Yeah. There was that big New York Times story about Rahm Emanuel and him closing down schools while spending millions of dollars on helicopter police escorts to get kids whose schools had been shut down to their new schools sometimes miles away ...

And millions and millions of dollars more … This came out two days ago [in the International Business Times] about millions and millions of dollars that he’s diverted from what they call these TIF funds — these discretionary funds — they’ve been diverting toward some corporate tax credit fund while they’re closing schools down. And young people in Chicago, we have to remember, as I mentioned in the piece, years ago a lot of people were almost buffered from the violence because certain gangs controlled wide swaths of the neighborhood, right?

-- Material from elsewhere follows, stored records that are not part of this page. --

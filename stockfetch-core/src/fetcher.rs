//! Resilient fetcher for the time-series provider.
//!
//! One [`SeriesFetcher::fetch`] call issues up to `max_attempts` HTTP requests.
//! Only timeouts and network failures are retried, with exponential backoff.
//! Rate-limit and invalid-symbol conditions arrive inside HTTP 200 bodies and
//! are recognized through configurable [`ProviderMarkers`].

use crate::cancel::CancelToken;
use crate::error::FetchError;
use crate::query::Query;
use crate::quota::RequestQuota;
use crate::series::{decode_object, OhlcvRecord};
use crate::transport::{HttpResponse, Transport, TransportError};
use chrono::Utc;
use rand::Rng;
use serde::{Deserialize, Serialize};
use serde_json::{Map, Value};
use std::fmt;
use std::sync::Arc;
use std::time::Duration;
use tracing::{debug, info, warn};

pub const DEFAULT_BASE_URL: &str = "https://www.alphavantage.co/query";

// ── Retry policy ────────────────────────────────────────────────────

/// Bounded exponential backoff.
#[derive(Debug, Clone, Copy, PartialEq, Eq)]
pub struct RetryPolicy {
    /// Total attempts including the first. Zero is treated as one.
    pub max_attempts: u32,
    pub base_delay: Duration,
    /// Add up to 20% random extra delay to each wait.
    pub jitter: bool,
}

impl Default for RetryPolicy {
    fn default() -> Self {
        Self {
            max_attempts: 3,
            base_delay: Duration::from_secs(1),
            jitter: false,
        }
    }
}

impl RetryPolicy {
    /// Wait before attempt `attempt` (1-based): zero for the first,
    /// `base_delay * 2^(attempt-2)` afterwards.
    pub fn delay_before(&self, attempt: u32) -> Duration {
        if attempt < 2 {
            return Duration::ZERO;
        }
        let factor = 1u32.checked_shl(attempt - 2).unwrap_or(u32::MAX);
        let delay = self.base_delay.saturating_mul(factor);
        if self.jitter {
            let max_extra = (delay.as_millis() / 5) as u64;
            delay + Duration::from_millis(rand::thread_rng().gen_range(0..=max_extra))
        } else {
            delay
        }
    }

    fn attempts(&self) -> u32 {
        self.max_attempts.max(1)
    }
}

/// Blocking wait between attempts.
pub trait Sleeper: Send + Sync {
    fn sleep(&self, duration: Duration);
}

/// Sleeps the calling thread.
#[derive(Debug, Clone, Copy, Default)]
pub struct ThreadSleeper;

impl Sleeper for ThreadSleeper {
    fn sleep(&self, duration: Duration) {
        std::thread::sleep(duration);
    }
}

// ── Provider markers ────────────────────────────────────────────────

/// A top-level JSON field whose presence (optionally with a value containing
/// `contains`, case-insensitively) identifies a provider condition.
#[derive(Debug, Clone, PartialEq, Eq, Serialize, Deserialize)]
pub struct MarkerRule {
    pub field: String,
    #[serde(default, skip_serializing_if = "Option::is_none")]
    pub contains: Option<String>,
}

impl MarkerRule {
    pub fn field(field: impl Into<String>) -> Self {
        Self {
            field: field.into(),
            contains: None,
        }
    }

    pub fn field_containing(field: impl Into<String>, needle: impl Into<String>) -> Self {
        Self {
            field: field.into(),
            contains: Some(needle.into()),
        }
    }

    /// The matched field's text, if this rule matches `body`.
    fn matches(&self, body: &Map<String, Value>) -> Option<String> {
        let value = body.get(&self.field)?;
        let text = match value {
            Value::String(s) => s.clone(),
            other => other.to_string(),
        };
        match &self.contains {
            Some(needle) if !text.to_lowercase().contains(&needle.to_lowercase()) => None,
            _ => Some(text),
        }
    }
}

/// Rules recognizing conditions the provider reports inside 200 responses.
#[derive(Debug, Clone, PartialEq, Eq, Serialize, Deserialize)]
pub struct ProviderMarkers {
    pub invalid_symbol: Vec<MarkerRule>,
    pub rate_limit: Vec<MarkerRule>,
}

impl Default for ProviderMarkers {
    /// Alpha Vantage conventions.
    fn default() -> Self {
        Self {
            invalid_symbol: vec![MarkerRule::field("Error Message")],
            rate_limit: vec![
                MarkerRule::field("Note"),
                MarkerRule::field_containing("Information", "rate limit"),
            ],
        }
    }
}

impl ProviderMarkers {
    fn invalid_symbol(&self, body: &Map<String, Value>) -> Option<String> {
        self.invalid_symbol.iter().find_map(|r| r.matches(body))
    }

    fn rate_limit(&self, body: &Map<String, Value>) -> Option<String> {
        self.rate_limit.iter().find_map(|r| r.matches(body))
    }
}

// ── Fetcher ─────────────────────────────────────────────────────────

/// A successful fetch: the body as received and its decoded rows.
#[derive(Debug, Clone, PartialEq)]
pub struct FetchedPayload {
    pub raw: String,
    pub rows: Vec<OhlcvRecord>,
}

/// Anything that can produce a series for a query.
///
/// The data client sits above this trait; fetchers know nothing about the cache.
pub trait SeriesFetcher {
    fn fetch(&self, query: &Query) -> Result<FetchedPayload, FetchError>;
}

/// Retrying, quota-aware fetcher over a [`Transport`].
#[derive(Clone)]
pub struct ResilientFetcher {
    transport: Arc<dyn Transport>,
    base_url: String,
    api_key: String,
    retry: RetryPolicy,
    markers: ProviderMarkers,
    quota: Arc<RequestQuota>,
    sleeper: Arc<dyn Sleeper>,
    cancel: CancelToken,
}

impl fmt::Debug for ResilientFetcher {
    fn fmt(&self, f: &mut fmt::Formatter<'_>) -> fmt::Result {
        f.debug_struct("ResilientFetcher")
            .field("base_url", &self.base_url)
            .field("api_key", &"[REDACTED]")
            .field("retry", &self.retry)
            .field("markers", &self.markers)
            .field("quota", &self.quota)
            .finish()
    }
}

impl ResilientFetcher {
    pub fn new(transport: Arc<dyn Transport>, api_key: impl Into<String>) -> Self {
        Self {
            transport,
            base_url: DEFAULT_BASE_URL.to_string(),
            api_key: api_key.into(),
            retry: RetryPolicy::default(),
            markers: ProviderMarkers::default(),
            quota: Arc::new(RequestQuota::unlimited()),
            sleeper: Arc::new(ThreadSleeper),
            cancel: CancelToken::new(),
        }
    }

    pub fn with_base_url(mut self, base_url: impl Into<String>) -> Self {
        self.base_url = base_url.into();
        self
    }

    pub fn with_retry(mut self, retry: RetryPolicy) -> Self {
        self.retry = retry;
        self
    }

    pub fn with_markers(mut self, markers: ProviderMarkers) -> Self {
        self.markers = markers;
        self
    }

    pub fn with_quota(mut self, quota: Arc<RequestQuota>) -> Self {
        self.quota = quota;
        self
    }

    pub fn with_sleeper(mut self, sleeper: Arc<dyn Sleeper>) -> Self {
        self.sleeper = sleeper;
        self
    }

    pub fn with_cancel_token(mut self, cancel: CancelToken) -> Self {
        self.cancel = cancel;
        self
    }

    pub fn retry_policy(&self) -> &RetryPolicy {
        &self.retry
    }

    pub fn quota(&self) -> &Arc<RequestQuota> {
        &self.quota
    }

    /// Handle that cancels this fetcher's retry loop.
    pub fn cancel_token(&self) -> CancelToken {
        self.cancel.clone()
    }

    /// Query parameters for one request, including the API key.
    fn request_params(&self, query: &Query) -> Vec<(&'static str, String)> {
        let mut params = vec![
            ("function", query.function.api_name().to_string()),
            ("symbol", query.symbol.clone()),
        ];
        if let Some(interval) = query.interval {
            params.push(("interval", interval.as_str().to_string()));
        }
        params.push(("outputsize", query.output_size.as_str().to_string()));
        params.push(("apikey", self.api_key.clone()));
        params
    }

    /// One request, classified.
    fn attempt(&self, query: &Query) -> Result<FetchedPayload, FetchError> {
        let today = Utc::now().date_naive();
        if !self.quota.try_acquire(today) {
            return Err(FetchError::RateLimited(
                "daily request quota exhausted".into(),
            ));
        }

        let params = self.request_params(query);
        let result = self.transport.get(&self.base_url, &params);
        let outcome = self.classify(query, result);

        if matches!(outcome, Err(FetchError::RateLimited(_))) {
            self.quota.exhaust(today);
        }
        outcome
    }

    /// Map a transport result onto the failure taxonomy.
    fn classify(
        &self,
        query: &Query,
        result: Result<HttpResponse, TransportError>,
    ) -> Result<FetchedPayload, FetchError> {
        let resp = match result {
            Ok(resp) => resp,
            Err(TransportError::Timeout(msg)) => return Err(FetchError::Timeout(msg)),
            Err(TransportError::Connect(msg) | TransportError::Other(msg)) => {
                return Err(FetchError::Network(msg))
            }
        };

        match resp.status {
            429 => {
                return Err(FetchError::RateLimited(format!(
                    "HTTP 429 for {}",
                    query.symbol
                )))
            }
            500..=599 => {
                return Err(FetchError::Network(format!(
                    "HTTP {} for {}",
                    resp.status, query.symbol
                )))
            }
            _ if !resp.is_success() => {
                return Err(FetchError::MalformedResponse(format!(
                    "unexpected HTTP {} for {}",
                    resp.status, query.symbol
                )))
            }
            _ => {}
        }

        let body: Value = serde_json::from_str(&resp.body)
            .map_err(|e| FetchError::MalformedResponse(format!("body is not JSON: {e}")))?;
        let Value::Object(body) = body else {
            return Err(FetchError::MalformedResponse(
                "body is not a JSON object".into(),
            ));
        };

        if let Some(message) = self.markers.invalid_symbol(&body) {
            return Err(FetchError::InvalidSymbol {
                symbol: query.symbol.clone(),
                message,
            });
        }
        if let Some(message) = self.markers.rate_limit(&body) {
            return Err(FetchError::RateLimited(message));
        }

        let rows = decode_object(&body, query)?;
        Ok(FetchedPayload {
            raw: resp.body,
            rows,
        })
    }
}

impl SeriesFetcher for ResilientFetcher {
    fn fetch(&self, query: &Query) -> Result<FetchedPayload, FetchError> {
        query.validate()?;

        let attempts = self.retry.attempts();
        let mut last_error = None;

        for attempt in 1..=attempts {
            if attempt > 1 {
                if self.cancel.is_cancelled() {
                    return Err(FetchError::Interrupted { attempt });
                }
                let delay = self.retry.delay_before(attempt);
                warn!(
                    query = %query,
                    attempt,
                    delay_ms = delay.as_millis() as u64,
                    "retrying after transient failure"
                );
                self.sleeper.sleep(delay);
            }
            if self.cancel.is_cancelled() {
                return Err(FetchError::Interrupted { attempt });
            }

            debug!(query = %query, attempt, max_attempts = attempts, "requesting series");
            match self.attempt(query) {
                Ok(payload) => {
                    info!(query = %query, rows = payload.rows.len(), attempt, "fetched series");
                    return Ok(payload);
                }
                Err(e) if e.is_retryable() => {
                    warn!(query = %query, attempt, error = %e, "transient fetch failure");
                    last_error = Some(e);
                }
                Err(e) => {
                    debug!(query = %query, attempt, error = %e, "terminal fetch failure");
                    return Err(e);
                }
            }
        }

        Err(last_error
            .unwrap_or_else(|| FetchError::Network("no attempt was made".into())))
    }
}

So all the violence was occurring between the gang members. But there was no way a rival was penetrating that deep into the neighborhood to be shooting your grandmother on her front steps. Now, prosecutors, with the mandatory minimums, have done a great job of kind of breaking these gangs down, but what’s left are cliques that control two blocks here, three blocks here. In Roseland, for example, you’ll go two blocks over and it’s one crew. Three blocks over another way, it’s another crew. And they’re all led by these teenagers and very young men who just aren’t as “principled,” we’ll say — and I’m kind of editorializing here — aren’t as “principled” in the ways the gangs were in the past. That’s not to give any credit to the former gang members. There were a lot of more violent criminals who inflicted a lot of pain and bloodshed on the community. But the fact of the matter is you have a whole bunch of young guys now leading crews reaping terrible results.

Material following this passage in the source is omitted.